Pero  todos  los  días  ideaba  complots  para  denunciar  al
Judío ante el Sultán.
    Cierta  vez  el Pashá se acercó a conversar con  el  Judío  y
maliciosamente le dijo, “Estuve con el Sultán y le escuché  decir
que  se  siente muy orgulloso de ti. Pero que, sin  embargo,  hay
algo que le preocupa. Cada vez que tú te acercas a hablar con  él
no  puede  soportar tu mal aliento. Dado que no quiere  dejar  de
verte,  esto es algo que le preocupa sobremanera. Mi  consejo  es
que  cuando vayas ante el Sultán coloques un pañuelo  perfumado
frente a tu boca. Esto va a ocultar tu mal aliento y el Sultán no
se molestará más”.
    En  su  inocencia,  el Judío le creyó y  estuvo  dispuesto  a
seguir su consejo.
    El  Pashá se dirigió al Sultán y le dijo que había  escuchado
decir  al  Judío  que éste sufría mucho dado  que  cada  vez  que
hablaba con el Sultán debía respirar el mal aliento de éste.  “De
manera  que”,   [dijo  el Pashá],  “cada  vez  que  el
Judío venga ante  Vos  se colocará un pañuelo perfumado sobre su  boca  para  no
tener  que  respirar  vuestro aliento. Si no  me  creéis,  mañana
tendréis la prueba, pues cuando el Judío venga a veros tendrá  el
pañuelo sobre su boca”.
    Cuando el Sultán escuchó esto montó en cólera. Y dijo, “¡Veré
si dices la verdad! Si es cierto, ¡destruiré a ese Judío!”
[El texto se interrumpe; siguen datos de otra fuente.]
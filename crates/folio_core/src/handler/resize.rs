//! Viewport resize handling.

use crate::config::PageConfig;
use crate::handler::nav::close_menu;
use crate::model::page::Page;

/// Collapses the mobile menu once the viewport is wider than the breakpoint.
///
/// Returns `true` when the menu was closed by this call.
pub fn on_resize(page: &mut Page, config: &PageConfig, viewport_width: f64) -> bool {
    page.layout.viewport_width = viewport_width;
    if viewport_width > config.desktop_breakpoint {
        return close_menu(page);
    }
    false
}
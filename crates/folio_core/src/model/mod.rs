//! Page domain model.
//!
//! # Responsibility
//! - Define the project record rendered as cards.
//! - Define the explicit page state every handler receives.
//!
//! # Invariants
//! - Project records are immutable after load.
//! - The menu-open flag is the only state shared between handlers.

pub mod page;
pub mod project;
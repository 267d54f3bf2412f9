//! Project card fragments.

use crate::model::project::Project;
use crate::render::node::Node;

pub const CARD_CLASS: &str = "project-card";
pub const TAG_CLASS: &str = "project-tag";
const DEMO_LABEL: &str = "Live Demo";
const CODE_LABEL: &str = "View Code";

/// Builds one self-contained card for `project`.
///
/// Layout: image, then a content block with title, description, tag list
/// (one span per tag, declared order) and the demo/code action links.
pub fn render_project_card(project: &Project) -> Node {
    let tags = project
        .tags
        .iter()
        .map(|tag| Node::element("span").class(TAG_CLASS).with_text(tag.as_str()));

    let content = Node::element("div")
        .class("project-content")
        .child(
            Node::element("h3")
                .class("project-title")
                .with_text(project.title.as_str()),
        )
        .child(
            Node::element("p")
                .class("project-description")
                .with_text(project.description.as_str()),
        )
        .child(Node::element("div").class("project-tags").children(tags))
        .child(
            Node::element("div")
                .class("project-links")
                .child(
                    Node::element("a")
                        .attr("href", project.demo_link.as_str())
                        .class("project-link")
                        .with_text(DEMO_LABEL),
                )
                .child(
                    Node::element("a")
                        .attr("href", project.code_link.as_str())
                        .class("project-link outline")
                        .with_text(CODE_LABEL),
                ),
        );

    Node::element("div")
        .class(CARD_CLASS)
        .child(
            Node::element("img")
                .attr("src", project.image.as_str())
                .attr("alt", project.title.as_str())
                .class("project-img"),
        )
        .child(content)
}

/// Builds the cards for `projects` in input order.
pub fn render_project_grid(projects: &[Project]) -> Vec<Node> {
    projects.iter().map(render_project_card).collect()
}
    Al día siguiente, al llegar frente al Sultán, el Judío colocó
el  pañuelo  frente a su boca, tal como el Pashá  le  aconsejase,
pues había creído [en sus palabras]. Cuando el Sultán
vio  [lo  que  hacía], comprendió  que  el  Pashá  le
había dicho la verdad. Inmediatamente escribió una  carta
que decía, “Cuando el portador de la presente nota llegue
allí,  deben arrojarlo al instante dentro del horno donde  se
arrojan  todos  los  sentenciados a  muerte”.  El  Sultán
selló  la  carta  con  su  sello  y  le  dijo  al  Judío,
“Hazme el favor y entrega esta carta personalmente al  hombre
cuya dirección se encuentra escrita en el sobre”.
    El  Judío tomó la carta y le prometió al Sultán que haría  lo
que se le requería, desconociendo el contenido de la carta.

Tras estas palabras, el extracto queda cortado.